When it comes to government rules and regulations, this saying is far closer to realism than to cynicism.
According to Opposing Views, a hiker in Alaska who did a good deed for a trapped and injured animal is now facing fines and jail time for her actions.
Kathleen Adair, who lives in Juneau, Alaska, was hiking along a trail on Christmas Eve last year, when she came across a bald eagle caught in a trap along the trail.
Adair knew she needed to notify the Juneau Raptor Center about the bird, but realizing that darkness was rapidly approaching, she worried that the rescue center wouldn’t be able to reach the bird in time, and it wouldn’t survive the night stuck in the trap.
Doing the only humane thing that could be done, Adair documented the situation with photographs and made note of the GPS coordinates of the trap. She then freed the eagle from the large spring traps that held it.

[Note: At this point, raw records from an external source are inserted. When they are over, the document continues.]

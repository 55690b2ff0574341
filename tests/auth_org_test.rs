//! Bootstrap, login and tenant-boundary behavior.

mod common;

use axum::http::Method;
use common::{response_json, TestApp};
use serde_json::json;
use tower::ServiceExt;

#[tokio::test]
async fn bootstrap_requires_master_key() {
    let app = TestApp::new().await;

    let payload = json!({
        "organization_name": "Keyless Cafe",
        "owner_name": "Owner",
        "owner_email": "keyless@example.com",
        "owner_password": "hunter2secret",
    });

    // No key at all.
    let response = app
        .request(
            Method::POST,
            "/api/v1/organizations/create-with-owner",
            None,
            Some(payload.clone()),
        )
        .await;
    assert_eq!(response.status(), 403);

    // Wrong key.
    let response = app
        .router
        .clone()
        .oneshot(
            axum::http::Request::builder()
                .method(Method::POST)
                .uri("/api/v1/organizations/create-with-owner")
                .header("content-type", "application/json")
                .header("x-master-key", "not-the-key")
                .body(axum::body::Body::from(payload.to_string()))
                .unwrap(),
        )
        .await
        .unwrap();
    assert_eq!(response.status(), 403);
}

#[tokio::test]
async fn bootstrap_creates_org_and_owner() {
    let app = TestApp::new().await;
    let (org_id, _owner_id, token) = app.bootstrap_org("Corner Deli", "deli@example.com").await;

    let response = app
        .request(Method::GET, "/api/v1/organizations", Some(&token), None)
        .await;
    assert_eq!(response.status(), 200);

    let body = response_json(response).await;
    assert_eq!(body["data"]["id"].as_str().unwrap(), org_id);
    assert_eq!(body["data"]["name"].as_str().unwrap(), "Corner Deli");
}

#[tokio::test]
async fn bootstrap_response_never_leaks_password_material() {
    let app = TestApp::new().await;

    let response = app
        .router
        .clone()
        .oneshot(
            axum::http::Request::builder()
                .method(Method::POST)
                .uri("/api/v1/organizations/create-with-owner")
                .header("content-type", "application/json")
                .header("x-master-key", common::MASTER_KEY)
                .body(axum::body::Body::from(
                    json!({
                        "organization_name": "Hash Cafe",
                        "owner_name": "Owner",
                        "owner_email": "hash@example.com",
                        "owner_password": "hunter2secret",
                    })
                    .to_string(),
                ))
                .unwrap(),
        )
        .await
        .unwrap();
    assert_eq!(response.status(), 201);

    let raw = axum::body::to_bytes(response.into_body(), usize::MAX)
        .await
        .unwrap();
    let text = String::from_utf8(raw.to_vec()).unwrap();
    assert!(!text.contains("password"));
    assert!(!text.contains("argon2"));
    assert_eq!(
        serde_json::from_str::<serde_json::Value>(&text).unwrap()["data"]["owner"]["role"],
        "OWNER"
    );
}

#[tokio::test]
async fn duplicate_organization_name_conflicts() {
    let app = TestApp::new().await;
    app.bootstrap_org("Twin Bakery", "twin1@example.com").await;

    let response = app
        .router
        .clone()
        .oneshot(
            axum::http::Request::builder()
                .method(Method::POST)
                .uri("/api/v1/organizations/create-with-owner")
                .header("content-type", "application/json")
                .header("x-master-key", common::MASTER_KEY)
                .body(axum::body::Body::from(
                    json!({
                        "organization_name": "Twin Bakery",
                        "owner_name": "Owner",
                        "owner_email": "twin2@example.com",
                        "owner_password": "hunter2secret",
                    })
                    .to_string(),
                ))
                .unwrap(),
        )
        .await
        .unwrap();
    assert_eq!(response.status(), 409);
}

#[tokio::test]
async fn login_rejects_bad_credentials_uniformly() {
    let app = TestApp::new().await;
    app.bootstrap_org("Login Cafe", "login@example.com").await;

    let wrong_password = app
        .request(
            Method::POST,
            "/api/v1/auth/login",
            None,
            Some(json!({ "email": "login@example.com", "password": "wrong-password" })),
        )
        .await;
    assert_eq!(wrong_password.status(), 401);
    let wrong_password_body = response_json(wrong_password).await;

    let unknown_email = app
        .request(
            Method::POST,
            "/api/v1/auth/login",
            None,
            Some(json!({ "email": "nobody@example.com", "password": "wrong-password" })),
        )
        .await;
    assert_eq!(unknown_email.status(), 401);
    let unknown_email_body = response_json(unknown_email).await;

    // Identical messages: the endpoint must not reveal which part failed.
    assert_eq!(wrong_password_body["message"], unknown_email_body["message"]);
}

#[tokio::test]
async fn requests_without_token_are_unauthorized() {
    let app = TestApp::new().await;

    for uri in [
        "/api/v1/items",
        "/api/v1/orders",
        "/api/v1/expenses",
        "/api/v1/users",
        "/api/v1/stats/dashboard",
    ] {
        let response = app.request(Method::GET, uri, None, None).await;
        assert_eq!(response.status(), 401, "expected 401 for {uri}");
    }
}

#[tokio::test]
async fn cashiers_cannot_reach_management_surfaces() {
    let app = TestApp::new().await;
    let (_org, _owner, owner_token) =
        app.bootstrap_org("Role Cafe", "roles@example.com").await;

    app.seed_user(&owner_token, "cashier@example.com", "CASHIER")
        .await;
    let cashier_token = app.login("cashier@example.com", "hunter2secret").await;

    // Reads that cashiers do have.
    let ok = app
        .request(Method::GET, "/api/v1/items", Some(&cashier_token), None)
        .await;
    assert_eq!(ok.status(), 200);

    // Management surfaces they do not.
    let forbidden_user_list = app
        .request(Method::GET, "/api/v1/users", Some(&cashier_token), None)
        .await;
    assert_eq!(forbidden_user_list.status(), 403);

    let forbidden_item_create = app
        .request(
            Method::POST,
            "/api/v1/items",
            Some(&cashier_token),
            Some(json!({ "name": "Contraband", "selling_price": 1.0 })),
        )
        .await;
    assert_eq!(forbidden_item_create.status(), 403);

    let forbidden_stats = app
        .request(
            Method::GET,
            "/api/v1/stats/dashboard",
            Some(&cashier_token),
            None,
        )
        .await;
    assert_eq!(forbidden_stats.status(), 403);
}

#[tokio::test]
async fn tenants_cannot_see_each_other() {
    let app = TestApp::new().await;
    let (org_a, _owner_a, token_a) = app.bootstrap_org("Org A", "a@example.com").await;
    let (org_b, _owner_b, token_b) = app.bootstrap_org("Org B", "b@example.com").await;

    let item_a = app.seed_item(&token_a, "A-only Widget", 5.0, 10).await;

    // Org B cannot read, mutate or order org A's item.
    let read = app
        .request(
            Method::GET,
            &format!("/api/v1/items/{item_a}"),
            Some(&token_b),
            None,
        )
        .await;
    assert_eq!(read.status(), 404);

    let update = app
        .request(
            Method::PUT,
            &format!("/api/v1/items/{item_a}"),
            Some(&token_b),
            Some(json!({ "name": "Stolen" })),
        )
        .await;
    assert_eq!(update.status(), 404);

    let order = app
        .request(
            Method::POST,
            "/api/v1/orders",
            Some(&token_b),
            Some(json!({
                "order_number": "B-001",
                "lines": [{ "item_id": item_a, "quantity": 1, "price": 5.0 }],
            })),
        )
        .await;
    assert_eq!(order.status(), 404);

    // And neither tenant can read the other's organization record.
    let cross_org = app
        .request(
            Method::GET,
            &format!("/api/v1/organizations/{org_a}"),
            Some(&token_b),
            None,
        )
        .await;
    assert_eq!(cross_org.status(), 404);
    let cross_org = app
        .request(
            Method::GET,
            &format!("/api/v1/organizations/{org_b}"),
            Some(&token_a),
            None,
        )
        .await;
    assert_eq!(cross_org.status(), 404);
}

#[tokio::test]
async fn user_listing_is_org_scoped_and_hash_free() {
    let app = TestApp::new().await;
    let (_org_a, _owner_a, token_a) = app.bootstrap_org("Staff A", "staffa@example.com").await;
    app.bootstrap_org("Staff B", "staffb@example.com").await;

    app.seed_user(&token_a, "manager.a@example.com", "MANAGER")
        .await;

    let response = app
        .request(Method::GET, "/api/v1/users", Some(&token_a), None)
        .await;
    assert_eq!(response.status(), 200);

    let body = response_json(response).await;
    let users = body["data"].as_array().unwrap();
    assert_eq!(users.len(), 2); // owner + manager, not org B's owner

    for user in users {
        assert!(user.get("password_hash").is_none());
        assert!(user.get("password").is_none());
    }
}

#[tokio::test]
async fn owners_cannot_delete_themselves() {
    let app = TestApp::new().await;
    let (_org, owner_id, token) = app.bootstrap_org("Solo Cafe", "solo@example.com").await;

    let response = app
        .request(
            Method::DELETE,
            &format!("/api/v1/users/{owner_id}"),
            Some(&token),
            None,
        )
        .await;
    assert_eq!(response.status(), 409);
}

#[tokio::test]
async fn health_and_status_are_public() {
    let app = TestApp::new().await;

    let health = app.request(Method::GET, "/api/v1/health", None, None).await;
    assert_eq!(health.status(), 200);
    let body = response_json(health).await;
    assert_eq!(body["data"]["checks"]["database"], "healthy");

    let status = app.request(Method::GET, "/api/v1/status", None, None).await;
    assert_eq!(status.status(), 200);
}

“I knew at the time that the eagle didn’t have a very good chance. I knew if I left it there all night, it would have had a worse chance of surviving,” Adair said. “But even as it was, I could tell one of the legs was just dangling, just completely broken and I knew they wouldn’t be able to fix that, but I was hoping they could at least fix the other and keep it as an educational bird.”
In the process, Adair noticed another smaller trap nearby, and sprung it, as she worried one of her three dogs might accidentally get caught in it.
Adair then took the injured eagle to a volunteer, along with her pictures, and was told that the Raptor Center would notify the U.S. Fish and Wildlife Service.
Sadly, the injured eagle could not be saved, and was euthanized by a veterinarian in Juneau.
A few days later, while Adair was leading a group of hikers along the same trail, she came across another large spring trap along the path. Despite it being illegal to tamper with traps, Adair sprung the trap, as it posed a risk to her fellow hikers and innocent animals, like other eagles or her dogs.
However, the police had received an anonymous complaint from a trapper that his traps were being tampered with. Because of Adair’s actions, she was cited for the offense of tampering with legal traps.
She will ultimately face a $500 fine and up to 30 days in jail for her “crime” of freeing a protected bald eagle from a trap, and for protecting innocent hikers and animals from a dangerous trap placed alongside a heavily-traveled path.
When we complain about too many laws and government getting out of control, this is exactly the type of thing that we are talking about.
As stated at the beginning, no good deed goes unpunished, especially when government gets involved.